The female portion of the academy, disciplined by the fashionable example of the countess and the queen to a noble grace of bearing, a flattering condescension, mount the dais, an areopagus something sixty strong. They gather round the queen, and among them shine, besides Marie, Isabelle Countess of Flanders, who is the queen’s niece; Ermengarde Countess of Narbonne, doubtless familiar with some such proceedings in the South; probably also Henry’s sister, the lovely Emma of Anjou, perhaps also, if she was actually another sister of the king, Marie de France – all except Ermengarde, who was more nearly the queen’s contemporary, women from twenty-five to thirty, the notable high priestesses of art and beauty in the day.

The chronicle of Geoffrey of Vigeois leads us to conclude that the standards of the court impressed themselves upon Poitou and the Limousin. ‘Time was,’ he says, ‘when even the Bishop of Limoges and the Viscount of Comborn were content to go in sheep and fox skins. But today [the queen’s day] the humblest would blush to be seen in such poor things. Now they have clothes fashioned of rich and precious stuffs, in colors to suit their humor. They snip out the cloth in rings and longish slashes to show the lining through, so that they look like the devils that we see in paintings. They slash their mantles, and their sleeves flow like those of hermits. Youths affect long hair and shoes with pointed toes.’ As for women, he adds, ‘You might think them adders, if you judged by the tails they drag after them.’ The price of fur and cloth had doubled within the period of the chronicler’s observation.

While the ladies, well-accoutred, sit above, the sterner portion of society, purged (according to the code) of the odors of the kennels and the road, and free for a time from spurs and falcons, range themselves about the stone benches that line the walls, stirring the fragrant rushes with neatly pointed shoe. There are doubtless preludes of music luring the last reluctant knight from the gaming table, tensons or pastourelles, the plucking of rotes, the ‘voicing of a fair song and sweet,’ perhaps even some of the more complicated musical harmonies so ill-received by the clerical critics of London; a Breton lai adding an episode to Arthurian romance, or a chapter in the tale of sad-man Tristan, bringing a gush of tears from the tender audience clustered about the queen and the countess of Champagne.
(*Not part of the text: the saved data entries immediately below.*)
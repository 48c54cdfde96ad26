use std::io::{ErrorKind, Write};
use std::path::{Path, PathBuf};

use async_trait::async_trait;
use tokio::sync::Mutex;

use crate::error::{StoreError, StoreResult};
use crate::traits::KvStore;

/// File-backed key-value store: one file per key under a data directory.
///
/// Writes go to a temporary file in the same directory and are renamed into
/// place, so readers never observe a partially written value. Mutations are
/// serialized through an async mutex, which makes `compare_and_swap` atomic
/// for every caller sharing this instance.
#[derive(Debug)]
pub struct FileKvStore {
    dir: PathBuf,
    write_lock: Mutex<()>,
}

impl FileKvStore {
    /// Open (creating if needed) a store rooted at `dir`.
    pub fn open(dir: impl Into<PathBuf>) -> StoreResult<Self> {
        let dir = dir.into();
        std::fs::create_dir_all(&dir)?;
        tracing::debug!(dir = %dir.display(), "opened file store");
        Ok(Self {
            dir,
            write_lock: Mutex::new(()),
        })
    }

    pub fn dir(&self) -> &Path {
        &self.dir
    }

    fn path_for(&self, key: &str) -> StoreResult<PathBuf> {
        validate_key(key)?;
        Ok(self.dir.join(format!("{key}.json")))
    }

    async fn read_path(path: &Path) -> StoreResult<Option<Vec<u8>>> {
        match tokio::fs::read(path).await {
            Ok(bytes) => Ok(Some(bytes)),
            Err(e) if e.kind() == ErrorKind::NotFound => Ok(None),
            Err(e) => Err(e.into()),
        }
    }

    async fn write_path(&self, path: PathBuf, value: Vec<u8>) -> StoreResult<()> {
        let dir = self.dir.clone();
        tokio::task::spawn_blocking(move || -> StoreResult<()> {
            let mut tmp = tempfile::NamedTempFile::new_in(&dir)?;
            tmp.write_all(&value)?;
            tmp.as_file().sync_all()?;
            tmp.persist(&path).map_err(|e| StoreError::Io(e.error))?;
            Ok(())
        })
        .await
        .map_err(|e| StoreError::Unavailable(format!("write task failed: {e}")))?
    }

    async fn remove_path(path: &Path) -> StoreResult<bool> {
        match tokio::fs::remove_file(path).await {
            Ok(()) => Ok(true),
            Err(e) if e.kind() == ErrorKind::NotFound => Ok(false),
            Err(e) => Err(e.into()),
        }
    }
}

/// Keys become file names, so only a conservative character set is allowed.
fn validate_key(key: &str) -> StoreResult<()> {
    let valid = !key.is_empty()
        && !key.starts_with('.')
        && key
            .chars()
            .all(|c| c.is_ascii_alphanumeric() || matches!(c, '_' | '-' | '.'));
    if valid {
        Ok(())
    } else {
        Err(StoreError::InvalidKey(key.to_string()))
    }
}

#[async_trait]
impl KvStore for FileKvStore {
    async fn get(&self, key: &str) -> StoreResult<Option<Vec<u8>>> {
        let path = self.path_for(key)?;
        Self::read_path(&path).await
    }

    async fn set(&self, key: &str, value: &[u8]) -> StoreResult<()> {
        let path = self.path_for(key)?;
        let _guard = self.write_lock.lock().await;
        self.write_path(path, value.to_vec()).await
    }

    async fn delete(&self, key: &str) -> StoreResult<bool> {
        let path = self.path_for(key)?;
        let _guard = self.write_lock.lock().await;
        Self::remove_path(&path).await
    }

    async fn compare_and_swap(
        &self,
        key: &str,
        expected: Option<&[u8]>,
        new: Option<&[u8]>,
    ) -> StoreResult<bool> {
        let path = self.path_for(key)?;
        let _guard = self.write_lock.lock().await;
        let current = Self::read_path(&path).await?;
        if current.as_deref() != expected {
            return Ok(false);
        }
        match new {
            Some(value) => self.write_path(path, value.to_vec()).await?,
            None => {
                Self::remove_path(&path).await?;
            }
        }
        Ok(true)
    }
}
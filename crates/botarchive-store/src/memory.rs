use std::collections::HashMap;
use std::sync::{RwLock, RwLockReadGuard, RwLockWriteGuard};

use async_trait::async_trait;

use crate::error::{StoreError, StoreResult};
use crate::traits::KvStore;

/// In-memory, HashMap-based key-value store.
///
/// Intended for tests, demos, and single-process deployments. Values are
/// held behind a `RwLock`; `compare_and_swap` runs under the write lock, so
/// it is atomic with respect to every other operation. Data is lost when the
/// store is dropped.
pub struct InMemoryKvStore {
    entries: RwLock<HashMap<String, Vec<u8>>>,
}

impl InMemoryKvStore {
    /// Create a new empty in-memory store.
    pub fn new() -> Self {
        Self {
            entries: RwLock::new(HashMap::new()),
        }
    }

    fn read_map(&self) -> StoreResult<RwLockReadGuard<'_, HashMap<String, Vec<u8>>>> {
        self.entries
            .read()
            .map_err(|e| StoreError::Unavailable(format!("lock poisoned: {e}")))
    }

    fn write_map(&self) -> StoreResult<RwLockWriteGuard<'_, HashMap<String, Vec<u8>>>> {
        self.entries
            .write()
            .map_err(|e| StoreError::Unavailable(format!("lock poisoned: {e}")))
    }

    /// Number of keys currently stored.
    pub fn len(&self) -> usize {
        self.read_map().map(|m| m.len()).unwrap_or(0)
    }

    /// Returns `true` if no keys are stored.
    pub fn is_empty(&self) -> bool {
        self.len() == 0
    }

    /// Sorted list of all keys.
    pub fn keys(&self) -> Vec<String> {
        let mut keys: Vec<String> = self
            .read_map()
            .map(|m| m.keys().cloned().collect())
            .unwrap_or_default();
        keys.sort();
        keys
    }
}

impl Default for InMemoryKvStore {
    fn default() -> Self {
        Self::new()
    }
}

#[async_trait]
impl KvStore for InMemoryKvStore {
    async fn get(&self, key: &str) -> StoreResult<Option<Vec<u8>>> {
        Ok(self.read_map()?.get(key).cloned())
    }

    async fn set(&self, key: &str, value: &[u8]) -> StoreResult<()> {
        self.write_map()?.insert(key.to_string(), value.to_vec());
        Ok(())
    }

    async fn delete(&self, key: &str) -> StoreResult<bool> {
        Ok(self.write_map()?.remove(key).is_some())
    }

    async fn compare_and_swap(
        &self,
        key: &str,
        expected: Option<&[u8]>,
        new: Option<&[u8]>,
    ) -> StoreResult<bool> {
        let mut map = self.write_map()?;
        if map.get(key).map(Vec::as_slice) != expected {
            return Ok(false);
        }
        match new {
            Some(value) => {
                map.insert(key.to_string(), value.to_vec());
            }
            None => {
                map.remove(key);
            }
        }
        Ok(true)
    }
}

impl std::fmt::Debug for InMemoryKvStore {
    fn fmt(&self, f: &mut std::fmt::Formatter<'_>) -> std::fmt::Result {
        f.debug_struct("InMemoryKvStore")
            .field("key_count", &self.len())
            .finish()
    }
}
After the romance of the evening in the queen’s court, the jury comes to attention upon petition of a young knight in the hall. He bespeaks the judgment of the queen and her ladies upon a point of conduct, through an advocate of course, so that he may remain anonymous. A certain knight, so the advocate deposes, has sworn to his lady, as the hard condition of obtaining her love, that he will upon no provocation boast of her merits in company. But one day he overhears detractors heaping his mistress with calumnies. Forgetting his vow in the heat of his passion, he warms to eloquence in defence of his lady. This coming to her ear, she repudiates her champion. Does the lover, who admits he has broken his pledge to his mistress, deserve in this instance to be driven from her presence?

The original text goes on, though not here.